Mineros

Cuando el ministro español de Industria, Juan Manuel Soria, puso en jaque a los mineros por el escándalo del ajuste presupuestario, se repitió hasta la saciedad que su decisión no se debía a una mala gestión de los dineros sino a que en este país en aguda crisis ya no hay razones para seguir extrayendo carbón a cuenta del erario público, de las ayudas. 
La sensación que provoca está reflexión es que sobran 50.000 personas de este país. Como si la extinción de la minería fuera un imperativo del progreso para un país económicamente muerto. Es cierto que el minero puede o no puede comprender el objetivo que busca el ministro de turno. Siempre han renunciado a entender de déficits presupuestarios, primas de riesgo o recesiones estructurales porque lo suyo es mirar a los ojos en las entrañas de la Tierra. 
Sólo saben que cuanto menos cueste un kilo de carbón, más cara estará su vida. Lo extraño es que se responda a estas políticas con tan poca contundencia en la prensa. Ellos, los mineros, caminan durante días desde Asturias y León hasta la sede del ministerio en Madrid, bloquean las carreteras de las Polas con barricadas incendiarias pero los medios de comunicación sólo les dedican una pequeña llamada en portada camuflada bajo el partido de “La Roja”. 

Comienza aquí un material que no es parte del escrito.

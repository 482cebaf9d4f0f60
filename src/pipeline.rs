//! End-to-end analysis of a cost-of-living table
//!
//! Runs the stages in order (load, split by quality, validate, drop
//! incomplete rows, summarise, derive disposable income) and collects the
//! figures into an [`AnalysisReport`]. Each stage consumes the previous
//! stage's dataset and produces a new one; any stage error aborts the run.
//! A partition left empty by cleaning is still reported, with empty
//! summaries and rankings.

use std::collections::BTreeMap;
use std::path::Path;
use std::time::Instant;

use serde::Serialize;

use crate::config::AnalysisConfig;
use crate::dataset::Dataset;
use crate::derived::{
    AffordabilitySplit, CityCost, DISPOSABLE_INCOME_FIELD, MealComparison, affordability_split,
    city_costs, meal_comparison, with_disposable_income,
};
use crate::error::Result;
use crate::filter::{drop_incomplete_rows, split_by_quality};
use crate::loader::load_csv;
use crate::schema::{
    FieldLabels, fields_with_nulls, load_field_labels, non_numeric_fields, null_counts,
};
use crate::stats::{
    ColumnSummary, Extreme, ValueCount, bottom_n, describe, mean, mean_ratio_percent,
    rows_at_extreme, top_n, top_value_counts,
};
use crate::utils::arrow::{numeric_values, text_values};
use crate::utils::logging::format_report_line;

/// Figures for one quality partition
#[derive(Debug, Clone, PartialEq, Serialize)]
pub struct PartitionReport {
    /// Rows before cleaning
    pub rows: usize,
    /// Fields holding non-numeric cells
    pub non_numeric_fields: Vec<String>,
    /// Fields with at least one missing cell
    pub fields_with_nulls: Vec<String>,
    /// Rows dropped for missing values
    pub removed_incomplete: usize,
    /// Rows after cleaning
    pub cleaned_rows: usize,
    /// Countries with the most cities after cleaning
    pub top_countries: Vec<ValueCount>,
}

/// A city with one field value
#[derive(Debug, Clone, PartialEq, Serialize)]
pub struct CityValue {
    pub city: String,
    pub country: String,
    pub value: f64,
}

/// Mean of an expense field against the mean salary
///
/// Both figures are `None` when the cleaned partition has no rows.
#[derive(Debug, Clone, PartialEq, Serialize)]
pub struct CostComparison {
    pub field: String,
    pub mean: Option<f64>,
    pub percent_of_salary: Option<f64>,
}

/// Everything the analysis reports
#[derive(Debug, Clone, PartialEq, Serialize)]
pub struct AnalysisReport {
    pub source_rows: usize,
    /// Countries with the most cities across the whole table
    pub source_top_countries: Vec<ValueCount>,
    pub good: PartitionReport,
    pub bad: PartitionReport,
    /// Fields of the low-quality partition with the most missing cells
    pub bad_top_null_fields: Vec<(String, usize)>,
    pub salary_summary: ColumnSummary,
    pub lowest_salary: Vec<CityValue>,
    pub highest_salary: Vec<CityValue>,
    pub cost_comparisons: Vec<CostComparison>,
    pub meal_comparison: Option<MealComparison>,
    pub disposable_income_summary: ColumnSummary,
    /// Cities with the lowest disposable income, lowest first
    pub most_expensive: Vec<CityCost>,
    /// Cities with the highest disposable income, highest first
    pub least_expensive: Vec<CityCost>,
    pub affordability: AffordabilitySplit,
    /// Dictionary descriptions of the indicator fields named in this report
    pub field_labels: BTreeMap<String, String>,
}

/// Datasets produced along the way
#[derive(Debug, Clone, PartialEq)]
pub struct PipelineTables {
    pub source: Dataset,
    pub good: Dataset,
    pub bad: Dataset,
    pub good_clean: Dataset,
    pub bad_clean: Dataset,
    /// Cleaned high-quality rows with `disposable_income` appended
    pub costed: Dataset,
}

impl PipelineTables {
    /// Tables with their export names
    #[must_use]
    pub fn named(&self) -> Vec<(&'static str, &Dataset)> {
        vec![
            ("good", &self.good),
            ("bad", &self.bad),
            ("good_clean", &self.good_clean),
            ("bad_clean", &self.bad_clean),
            ("costed", &self.costed),
        ]
    }
}

/// Report plus the intermediate tables
#[derive(Debug, Clone, PartialEq)]
pub struct AnalysisOutcome {
    pub report: AnalysisReport,
    pub tables: PipelineTables,
}

/// Load `path`, and the data dictionary when configured, and run the full
/// analysis
pub fn run_pipeline(path: &Path, config: &AnalysisConfig) -> Result<AnalysisOutcome> {
    let labels = match &config.dictionary_path {
        Some(dictionary) => load_field_labels(dictionary, &config.loader)?,
        None => FieldLabels::default(),
    };
    let source = load_csv(path, &config.loader)?;
    analyze_with_labels(source, config, &labels)
}

/// Run the analysis over an already loaded dataset, without field labels
pub fn analyze(source: Dataset, config: &AnalysisConfig) -> Result<AnalysisOutcome> {
    analyze_with_labels(source, config, &FieldLabels::default())
}

/// Run the analysis over an already loaded dataset
pub fn analyze_with_labels(
    source: Dataset,
    config: &AnalysisConfig,
    labels: &FieldLabels,
) -> Result<AnalysisOutcome> {
    let start = Instant::now();
    let ids = &config.identifier_fields;

    let source_top_countries = top_value_counts(
        &source,
        &config.country_field,
        config.source_country_ranking_size,
    )?;

    let partition = split_by_quality(&source, &config.quality_field)?;

    let bad_top_null_fields = {
        let mut counts = null_counts(&partition.bad)?;
        counts.truncate(config.null_ranking_size);
        counts
    };

    let good_outcome = drop_incomplete_rows(&partition.good, ids)?;
    let bad_outcome = drop_incomplete_rows(&partition.bad, ids)?;

    let good_report = PartitionReport {
        rows: partition.good.num_rows(),
        non_numeric_fields: non_numeric_fields(&partition.good, ids)?,
        fields_with_nulls: fields_with_nulls(&partition.good)?,
        removed_incomplete: good_outcome.removed,
        cleaned_rows: good_outcome.dataset.num_rows(),
        top_countries: top_value_counts(
            &good_outcome.dataset,
            &config.country_field,
            config.country_ranking_size,
        )?,
    };
    let bad_report = PartitionReport {
        rows: partition.bad.num_rows(),
        non_numeric_fields: non_numeric_fields(&partition.bad, ids)?,
        fields_with_nulls: fields_with_nulls(&partition.bad)?,
        removed_incomplete: bad_outcome.removed,
        cleaned_rows: bad_outcome.dataset.num_rows(),
        top_countries: top_value_counts(
            &bad_outcome.dataset,
            &config.country_field,
            config.country_ranking_size,
        )?,
    };

    let good_clean = good_outcome.dataset;
    if good_clean.is_empty() {
        log::warn!("No complete high-quality rows; statistics and rankings are empty");
    }

    let cost_fields = &config.cost_fields;
    let salary = cost_fields.salary.as_str();

    let salary_summary = describe(&good_clean, salary)?;
    let lowest_salary = city_values(&rows_at_extreme(&good_clean, salary, Extreme::Min)?, salary)?;
    let highest_salary = city_values(&rows_at_extreme(&good_clean, salary, Extreme::Max)?, salary)?;

    let cost_comparisons = [&cost_fields.meal, &cost_fields.rent, &cost_fields.utilities]
        .into_iter()
        .map(|field| {
            Ok(CostComparison {
                field: field.clone(),
                mean: mean(&good_clean, field)?,
                percent_of_salary: mean_ratio_percent(&good_clean, field, salary)?,
            })
        })
        .collect::<Result<Vec<_>>>()?;
    let meals = meal_comparison(&good_clean, cost_fields)?;

    let costed = with_disposable_income(&good_clean, cost_fields)?;
    let disposable_income_summary = describe(&costed, DISPOSABLE_INCOME_FIELD)?;
    let n = config.city_ranking_size;
    let most_expensive = city_costs(&bottom_n(&costed, DISPOSABLE_INCOME_FIELD, n)?)?;
    let least_expensive = city_costs(&top_n(&costed, DISPOSABLE_INCOME_FIELD, n)?)?;
    let affordability = affordability_split(&costed)?;

    let field_labels = labels.subset(
        cost_fields
            .names()
            .into_iter()
            .chain([cost_fields.mid_range_meal.as_str()]),
    );

    log::info!("Analysis finished in {:?}", start.elapsed());

    Ok(AnalysisOutcome {
        report: AnalysisReport {
            source_rows: source.num_rows(),
            source_top_countries,
            good: good_report,
            bad: bad_report,
            bad_top_null_fields,
            salary_summary,
            lowest_salary,
            highest_salary,
            cost_comparisons,
            meal_comparison: meals,
            disposable_income_summary,
            most_expensive,
            least_expensive,
            affordability,
            field_labels,
        },
        tables: PipelineTables {
            source,
            good: partition.good,
            bad: partition.bad,
            good_clean,
            bad_clean: bad_outcome.dataset,
            costed,
        },
    })
}

/// `(city, country, field)` rows of a dataset
fn city_values(dataset: &Dataset, field: &str) -> Result<Vec<CityValue>> {
    let cities = text_values(dataset.column("city")?)?;
    let countries = text_values(dataset.column("country")?)?;
    let values = numeric_values(dataset.column(field)?, field)?;

    Ok(cities
        .into_iter()
        .zip(countries)
        .zip(values)
        .filter_map(|((city, country), value)| {
            Some(CityValue {
                city: city.unwrap_or_default(),
                country: country.unwrap_or_default(),
                value: value?,
            })
        })
        .collect())
}

impl AnalysisReport {
    /// Dictionary description of `field`, or the field name itself
    #[must_use]
    pub fn label<'a>(&'a self, field: &'a str) -> &'a str {
        self.field_labels.get(field).map_or(field, String::as_str)
    }

    /// Write the report to the log at info level
    pub fn log_summary(&self) {
        log::info!("Source rows: {}", self.source_rows);
        for vc in &self.source_top_countries {
            log::info!("  {:<30} {:>6}", vc.value, vc.count);
        }

        for (label, part) in [("good", &self.good), ("bad", &self.bad)] {
            log::info!(
                "{} quality: {} rows, {} removed as incomplete, {} remain",
                label,
                part.rows,
                part.removed_incomplete,
                part.cleaned_rows
            );
            if !part.non_numeric_fields.is_empty() {
                log::warn!(
                    "{} quality: non-numeric fields {:?}",
                    label,
                    part.non_numeric_fields
                );
            }
            for vc in &part.top_countries {
                log::info!("  {:<30} {:>6}", vc.value, vc.count);
            }
        }

        for (field, count) in &self.bad_top_null_fields {
            log::info!("  missing in bad quality: {field:<10} {count:>6}");
        }

        self.log_column_summary(&self.salary_summary);

        for cv in &self.lowest_salary {
            log::info!("Lowest salary: {}, {} ({:.2})", cv.city, cv.country, cv.value);
        }
        for cv in &self.highest_salary {
            log::info!("Highest salary: {}, {} ({:.2})", cv.city, cv.country, cv.value);
        }

        for c in &self.cost_comparisons {
            let name = self.label(&c.field);
            if let Some(mean) = c.mean {
                log::info!("{}", format_report_line(&format!("mean {name}"), mean));
            }
            if let Some(pct) = c.percent_of_salary {
                log::info!("{}", format_report_line(&format!("{name} as % of salary"), pct));
            }
        }

        if let Some(meals) = &self.meal_comparison {
            log::info!("{}", format_report_line("mean inexpensive meal", meals.inexpensive_mean));
            log::info!(
                "{}",
                format_report_line("mean mid-range meal per person", meals.mid_range_per_person_mean)
            );
            log::info!("{}", format_report_line("mid-range premium per person", meals.difference));
        }

        self.log_column_summary(&self.disposable_income_summary);
        log::info!(
            "Cities with negative disposable income: {}, non-negative: {}",
            self.affordability.negative,
            self.affordability.non_negative
        );
        for c in &self.most_expensive {
            log::info!("Most expensive: {}, {} ({:.2})", c.city, c.country, c.disposable_income);
        }
        for c in &self.least_expensive {
            log::info!("Least expensive: {}, {} ({:.2})", c.city, c.country, c.disposable_income);
        }
    }

    fn log_column_summary(&self, s: &ColumnSummary) {
        log::info!("'{}' over {} cities", self.label(&s.field), s.count);
        let rows = [
            ("mean", s.mean),
            ("std", s.std),
            ("min", s.min),
            ("25%", s.q1),
            ("50%", s.median),
            ("75%", s.q3),
            ("max", s.max),
        ];
        for (name, value) in rows {
            if let Some(value) = value {
                log::info!("{}", format_report_line(name, value));
            }
        }
    }
}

Esta Depresión económica puede tener mucho que ver con la eutanasia minera y el asesinato obrero. Desde que España garabatea su mapa productivo en los despachos de especuladores bursátiles, ni un solo minero ha tenido la oportunidad de defender su cultura en la prensa. O mejor dicho, lo ha tenido que defender desde una barricada y a hostias con la Guardia Civil ¿Cómo se puede defender el futuro de un obrero de Siero o el de un pescador de Bermeo, si para sentarse a una mesa en Bruselas es condición indispensable ser un ‘señoritingo’ burócrata que no entiende el lenguaje de la tierra ni la mirada del mar? 

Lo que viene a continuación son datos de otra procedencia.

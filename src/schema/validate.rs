//! Numeric validation and missing-value diagnostics.
//!
//! Nothing here mutates or filters a dataset: the functions only report
//! which fields hold cells that cannot be read as numbers and where the
//! missing values are.

use arrow::array::{Array, ArrayRef};
use arrow::datatypes::DataType;
use itertools::Itertools;
use serde::Serialize;

use crate::dataset::Dataset;
use crate::error::Result;
use crate::utils::arrow::{is_blank, is_numeric_type, is_text_type, parse_numeric, text_values};

/// A field holding at least one non-numeric cell
#[derive(Debug, Clone, PartialEq, Eq, Serialize)]
pub struct NumericIssue {
    /// Field name
    pub field: String,
    /// Number of offending cells
    pub count: usize,
    /// Row of the first offending cell
    pub first_row: usize,
    /// Text of the first offending cell
    pub first_value: String,
}

/// Outcome of scanning a dataset for non-numeric cells
#[derive(Debug, Clone, Default, PartialEq, Eq, Serialize)]
pub struct NumericValidationReport {
    /// Whether every checked cell is numeric or missing
    pub valid: bool,
    /// Offending fields in schema order
    pub issues: Vec<NumericIssue>,
}

impl NumericValidationReport {
    /// Names of the offending fields in schema order
    #[must_use]
    pub fn field_names(&self) -> Vec<String> {
        self.issues.iter().map(|i| i.field.clone()).collect()
    }
}

/// Offending `(row, text)` cells of one column
fn non_numeric_cells(column: &ArrayRef) -> Result<Vec<(usize, String)>> {
    let data_type = column.data_type();

    if is_text_type(data_type) {
        return Ok(text_values(column)?
            .into_iter()
            .enumerate()
            .filter_map(|(row, cell)| match cell {
                Some(s) if !is_blank(&s) && parse_numeric(&s).is_none() => Some((row, s)),
                _ => None,
            })
            .collect());
    }

    if is_numeric_type(data_type) || matches!(data_type, DataType::Boolean | DataType::Null) {
        return Ok(Vec::new());
    }

    Ok((0..column.len())
        .filter(|row| column.is_valid(*row))
        .map(|row| (row, format!("<{data_type}>")))
        .collect())
}

/// Scan every non-identifier field for cells that are not numbers
///
/// Null and blank cells are not offenders; they are left to the null filter.
pub fn validate_numeric<S: AsRef<str>>(
    dataset: &Dataset,
    identifiers: &[S],
) -> Result<NumericValidationReport> {
    let mut issues = Vec::new();

    for (field, column) in dataset
        .schema()
        .fields()
        .iter()
        .zip(dataset.batch().columns())
    {
        if identifiers.iter().any(|id| id.as_ref() == field.name()) {
            continue;
        }

        let bad = non_numeric_cells(column)?;
        if let Some((first_row, first_value)) = bad.first().cloned() {
            log::debug!(
                "Field '{}' has {} non-numeric cells, first '{}' at row {}",
                field.name(),
                bad.len(),
                first_value,
                first_row
            );
            issues.push(NumericIssue {
                field: field.name().clone(),
                count: bad.len(),
                first_row,
                first_value,
            });
        }
    }

    if !issues.is_empty() {
        log::warn!(
            "Non-numeric values found in fields: {}",
            issues.iter().map(|i| i.field.as_str()).join(", ")
        );
    }

    Ok(NumericValidationReport {
        valid: issues.is_empty(),
        issues,
    })
}

/// Names of the non-identifier fields holding at least one non-numeric cell
pub fn non_numeric_fields<S: AsRef<str>>(dataset: &Dataset, identifiers: &[S]) -> Result<Vec<String>> {
    Ok(validate_numeric(dataset, identifiers)?.field_names())
}

/// Number of missing (null or blank) cells in a column
fn missing_count(column: &ArrayRef) -> Result<usize> {
    if is_text_type(column.data_type()) {
        return Ok(text_values(column)?
            .iter()
            .filter(|cell| cell.as_deref().is_none_or(is_blank))
            .count());
    }
    Ok(column.null_count())
}

/// Missing-cell count per field, most missing first, ties in schema order
pub fn null_counts(dataset: &Dataset) -> Result<Vec<(String, usize)>> {
    let counts = dataset
        .schema()
        .fields()
        .iter()
        .zip(dataset.batch().columns())
        .map(|(field, column)| Ok((field.name().clone(), missing_count(column)?)))
        .collect::<Result<Vec<_>>>()?;

    Ok(counts
        .into_iter()
        .sorted_by(|a, b| b.1.cmp(&a.1))
        .collect())
}

/// Fields with at least one missing cell, in schema order
pub fn fields_with_nulls(dataset: &Dataset) -> Result<Vec<String>> {
    dataset
        .schema()
        .fields()
        .iter()
        .zip(dataset.batch().columns())
        .filter_map(|(field, column)| match missing_count(column) {
            Ok(0) => None,
            Ok(_) => Some(Ok(field.name().clone())),
            Err(e) => Some(Err(e)),
        })
        .collect()
}
//! A Rust library for cleaning and analysing city-level cost-of-living
//! tables: quality-flag partitioning, numeric validation, incomplete-row
//! removal, descriptive statistics and a derived disposable income metric.

pub mod config;
pub mod dataset;
pub mod derived;
pub mod error;
pub mod export;
pub mod filter;
pub mod loader;
pub mod pipeline;
pub mod schema;
pub mod stats;
pub mod utils;

// Re-export the most common types for easier use
// Core types
pub use config::{AnalysisConfig, LoaderConfig};
pub use dataset::Dataset;
pub use error::{AnalysisError, Result};
pub use pipeline::{
    AnalysisOutcome, AnalysisReport, analyze, analyze_with_labels, run_pipeline,
};

// Arrow types
pub use arrow::datatypes::Schema as ArrowSchema;
pub use arrow::record_batch::RecordBatch;

// Pipeline stages
pub use derived::{CostFields, MEALS_PER_MONTH, meal_comparison, with_disposable_income};
pub use export::{ExportFormat, export_dataset, export_tables};
pub use filter::{QualityPartition, drop_incomplete_rows, split_by_quality};
pub use loader::{load_csv, read_csv, write_csv};
pub use schema::{FieldLabels, load_field_labels, non_numeric_fields, validate_numeric};
pub use stats::{ColumnSummary, bottom_n, describe, top_n, value_counts};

Quizá el motivo sea que arrancar el carbón al subsuelo o cultivar patatas en Teruel sea ya algo marginal para nuestra rapaz civilización. Pero claro que existe tradición a trabajar la tierra en León y Asturias, como existe en la costa la costumbre de pelear con la mar en Gran Sol. El problema es que la idea de la modernidad tiene una arista que es hacer invisible a la tierra, sorda a la minería y mudo al mar. 
En Bélgica, donde hay una división social muy acusada entre flamencos y valones, con intereses muchas veces contradictorios, se tiene la sana costumbre de enviar negociadores alternativos según el asunto vital que se trate. Si se discute de los excedentes de la producción lechera, están los flamencos. Si el problema son las redes pelágicas, van los valones. En el Reino Unido pasa igual. La minería para los galeses, la agricultura para los escoceses y la industria para los ingleses. 
En España siempre andamos quién es el mejor preparado para discutir sobre cuestiones tan trascendentales. Al final va el político y la jode, claro, porque a su incompetencia natural para negociar estos temas pone su irrefrenable interés por defender a quien siempre gana: el capital privado.
Hay un libro de relatos de John Berger titulado ‘Puerca tierra’ en el que cuenta historias de pequeños campesinos en la Europa de los grandes monopolios. Y el genial escritor británico remata su obra con una frase que ilumina: “despreciar al agricultor como si fuera una antigualla, es negar el valor de demasiada historia y de demasiadas vidas”. Lo mismo puede decirse hoy de los mineros.